WHAT IS NEEDED> Repeat the entries. Each one must match exactly.

START EXCERPTED DATA

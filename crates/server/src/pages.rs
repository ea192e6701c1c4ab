//! Page templates and the view rows they display.

use askama::Template;
use axum::response::Html;
use chrono::{DateTime, FixedOffset, Utc};

use models::{event, participant};
use service::events::{domain::EventForm, schedule::display_local};

use crate::errors::AppError;
use crate::flash::FlashView;

pub fn render<T: Template>(page: &T) -> Result<Html<String>, AppError> {
    Ok(Html(page.render()?))
}

/// One event as listed on a page.
#[derive(Clone, Debug)]
pub struct EventRow {
    pub id: String,
    pub title: String,
    pub description: String,
    pub when: String,
    pub location: String,
    pub max_participants: i32,
    pub num_participants: i32,
    pub is_full: bool,
    pub is_past: bool,
}

impl EventRow {
    pub fn new(e: &event::Model, offset: FixedOffset, now: DateTime<Utc>) -> Self {
        Self {
            id: e.id.to_string(),
            title: e.title.clone(),
            description: e.description.clone(),
            when: display_local(&e.date, offset),
            location: e.location.clone(),
            max_participants: e.max_participants,
            num_participants: e.num_participants,
            is_full: e.is_full(),
            is_past: e.is_past(now),
        }
    }

    pub fn list(events: &[event::Model], offset: FixedOffset, now: DateTime<Utc>) -> Vec<Self> {
        events.iter().map(|e| Self::new(e, offset, now)).collect()
    }
}

#[derive(Clone, Debug)]
pub struct ParticipantRow {
    pub name: String,
}

impl From<&participant::Model> for ParticipantRow {
    fn from(p: &participant::Model) -> Self {
        Self { name: p.name.clone() }
    }
}

#[derive(Template)]
#[template(path = "events.html")]
pub struct EventListPage {
    pub flash: Option<FlashView>,
    pub username: Option<String>,
    pub heading: String,
    pub empty_text: &'static str,
    pub events: Vec<EventRow>,
}

#[derive(Template)]
#[template(path = "event_detail.html")]
pub struct EventDetailPage {
    pub flash: Option<FlashView>,
    pub username: Option<String>,
    pub event: EventRow,
    pub participants: Vec<ParticipantRow>,
}

#[derive(Template)]
#[template(path = "event_register.html")]
pub struct RegisterEventPage {
    pub flash: Option<FlashView>,
    pub username: Option<String>,
    pub event: EventRow,
    pub name: String,
    pub email: String,
    pub error: Option<String>,
}

#[derive(Template)]
#[template(path = "event_form.html")]
pub struct EventFormPage {
    pub flash: Option<FlashView>,
    pub username: Option<String>,
    pub heading: &'static str,
    pub action: String,
    pub form: EventForm,
    pub error: Option<String>,
}

#[derive(Template)]
#[template(path = "login.html")]
pub struct LoginPage {
    pub flash: Option<FlashView>,
    pub username: Option<String>,
    pub login_name: String,
    pub error: Option<String>,
}

#[derive(Template)]
#[template(path = "signup.html")]
pub struct SignupPage {
    pub flash: Option<FlashView>,
    pub username: Option<String>,
    pub new_username: String,
    pub error: Option<String>,
}

#[derive(Template)]
#[template(path = "dashboard.html")]
pub struct DashboardPage {
    pub flash: Option<FlashView>,
    pub username: Option<String>,
}

#[derive(Template)]
#[template(path = "error.html")]
pub struct ErrorPage {
    pub flash: Option<FlashView>,
    pub username: Option<String>,
    pub status: u16,
    pub message: String,
}

#[cfg(test)]
mod tests {
    use super::*;
    use chrono::Duration;
    use uuid::Uuid;

    fn model(max: i32, num: i32, at: DateTime<Utc>) -> event::Model {
        event::Model {
            id: Uuid::new_v4(),
            user_id: Uuid::new_v4(),
            title: "<b>Launch</b>".into(),
            description: "d".into(),
            date: at.into(),
            location: "Dock 4".into(),
            max_participants: max,
            num_participants: num,
            created_at: at.into(),
            updated_at: at.into(),
        }
    }

    #[test]
    fn rows_reflect_capacity_and_time() {
        let now = Utc::now();
        let utc = FixedOffset::east_opt(0).unwrap();
        let row = EventRow::new(&model(2, 2, now - Duration::hours(1)), utc, now);
        assert!(row.is_full);
        assert!(row.is_past);
        let row = EventRow::new(&model(3, 1, now + Duration::hours(1)), utc, now);
        assert!(!row.is_full);
        assert!(!row.is_past);
    }

    #[test]
    fn list_page_escapes_titles() {
        let now = Utc::now();
        let utc = FixedOffset::east_opt(0).unwrap();
        let page = EventListPage {
            flash: Some(crate::flash::Flash::EventFull.view()),
            username: Some("zoe".into()),
            heading: "Upcoming Events".into(),
            empty_text: "No upcoming events.",
            events: EventRow::list(&[model(5, 0, now)], utc, now),
        };
        let html = page.render().unwrap();
        assert!(html.contains("&lt;b&gt;Launch&lt;/b&gt;"));
        assert!(html.contains("This Event is Full!"));
        assert!(html.contains("zoe"));
    }

    #[test]
    fn empty_list_shows_placeholder() {
        let page = EventListPage {
            flash: None,
            username: None,
            heading: "Past Events".into(),
            empty_text: "No past events.",
            events: vec![],
        };
        let html = page.render().unwrap();
        assert!(html.contains("No past events."));
        assert!(html.contains("Log in"));
    }
}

END EXCERPTED DATA

ANSWER>
filename crates/server/src/pages.rs
repository ea192e6701c1c4ab
//! Page templates and the view rows they display.

use askama::Template;
use axum::response::Html;
use chrono::{DateTime, FixedOffset, Utc};

use models::{event, participant};
use service::events::{domain::EventForm, schedule::display_local};

use crate::errors::AppError;
use crate::flash::FlashView;

pub fn render<T: Template>(page: &T) -> Result<Html<String>, AppError> {
    Ok(Html(page.render()?))
}

/// One event as listed on a page.
#[derive(Clone, Debug)]
pub struct EventRow {
    pub id: String,
    pub title: String,
    pub description: String,
    pub when: String,
    pub location: String,
    pub max_participants: i32,
    pub num_participants: i32,
    pub is_full: bool,
    pub is_past: bool,
}

impl EventRow {
    pub fn new(e: &event::Model, offset: FixedOffset, now: DateTime<Utc>) -> Self {
        Self {
            id: e.id.to_string(),
            title: e.title.clone(),
            description: e.description.clone(),
            when: display_local(&e.date, offset),
            location: e.location.clone(),
            max_participants: e.max_participants,
            num_participants: e.num_participants,
            is_full: e.is_full(),
            is_past: e.is_past(now),
        }
    }

    pub fn list(events: &[event::Model], offset: FixedOffset, now: DateTime<Utc>) -> Vec<Self> {
        events.iter().map(|e| Self::new(e, offset, now)).collect()
    }
}

#[derive(Clone, Debug)]
pub struct ParticipantRow {
    pub name: String,
}

impl From<&participant::Model> for ParticipantRow {
    fn from(p: &participant::Model) -> Self {
        Self { name: p.name.clone() }
    }
}

#[derive(Template)]
#[template(path = "events.html")]
pub struct EventListPage {
    pub flash: Option<FlashView>,
    pub username: Option<String>,
    pub heading: String,
    pub empty_text: &'static str,
    pub events: Vec<EventRow>,
}

#[derive(Template)]
#[template(path = "event_detail.html")]
pub struct EventDetailPage {
    pub flash: Option<FlashView>,
    pub username: Option<String>,
    pub event: EventRow,
    pub participants: Vec<ParticipantRow>,
}

#[derive(Template)]
#[template(path = "event_register.html")]
pub struct RegisterEventPage {
    pub flash: Option<FlashView>,
    pub username: Option<String>,
    pub event: EventRow,
    pub name: String,
    pub email: String,
    pub error: Option<String>,
}

#[derive(Template)]
#[template(path = "event_form.html")]
pub struct EventFormPage {
    pub flash: Option<FlashView>,
    pub username: Option<String>,
    pub heading: &'static str,
    pub action: String,
    pub form: EventForm,
    pub error: Option<String>,
}

#[derive(Template)]
#[template(path = "login.html")]
pub struct LoginPage {
    pub flash: Option<FlashView>,
    pub username: Option<String>,
    pub login_name: String,
    pub error: Option<String>,
}

#[derive(Template)]
#[template(path = "signup.html")]
pub struct SignupPage {
    pub flash: Option<FlashView>,
    pub username: Option<String>,
    pub new_username: String,
    pub error: Option<String>,
}

#[derive(Template)]
#[template(path = "dashboard.html")]
pub struct DashboardPage {
    pub flash: Option<FlashView>,
    pub username: Option<String>,
}

#[derive(Template)]
#[template(path = "error.html")]
pub struct ErrorPage {
    pub flash: Option<FlashView>,
    pub username: Option<String>,
    pub status: u16,
    pub message: String,
}

#[cfg(test)]
mod tests {
    use super::*;
    use chrono::Duration;
    use uuid::Uuid;

    fn model(max: i32, num: i32, at: DateTime<Utc>) -> event::Model {
        event::Model {
            id: Uuid::new_v4(),
            user_id: Uuid::new_v4(),
            title: "<b>Launch</b>".into(),
            description: "d".into(),
            date: at.into(),
            location: "Dock 4".into(),
            max_participants: max,
            num_participants: num,
            created_at: at.into(),
            updated_at: at.into(),
        }
    }

    #[test]
    fn rows_reflect_capacity_and_time() {
        let now = Utc::now();
        let utc = FixedOffset::east_opt(0).unwrap();
        let row = EventRow::new(&model(2, 2, now - Duration::hours(1)), utc, now);
        assert!(row.is_full);
        assert!(row.is_past);
        let row = EventRow::new(&model(3, 1, now + Duration::hours(1)), utc, now);
        assert!(!row.is_full);
        assert!(!row.is_past);
    }

    #[test]
    fn list_page_escapes_titles() {
        let now = Utc::now();
        let utc = FixedOffset::east_opt(0).unwrap();
        let page = EventListPage {
            flash: Some(crate::flash::Flash::EventFull.view()),
            username: Some("zoe".into()),
            heading: "Upcoming Events".into(),
            empty_text: "No upcoming events.",
            events: EventRow::list(&[model(5, 0, now)], utc, now),
        };
        let html = page.render().unwrap();
        assert!(html.contains("&lt;b&gt;Launch&lt;/b&gt;"));
        assert!(html.contains("This Event is Full!"));
        assert!(html.contains("zoe"));
    }

    #[test]
    fn empty_list_shows_placeholder() {
        let page = EventListPage {
            flash: None,
            username: None,
            heading: "Past Events".into(),
            empty_text: "No past events.",
            events: vec![],
        };
        let html = page.render().unwrap();
        assert!(html.contains("No past events."));
        assert!(html.contains("Log in"));
    }
}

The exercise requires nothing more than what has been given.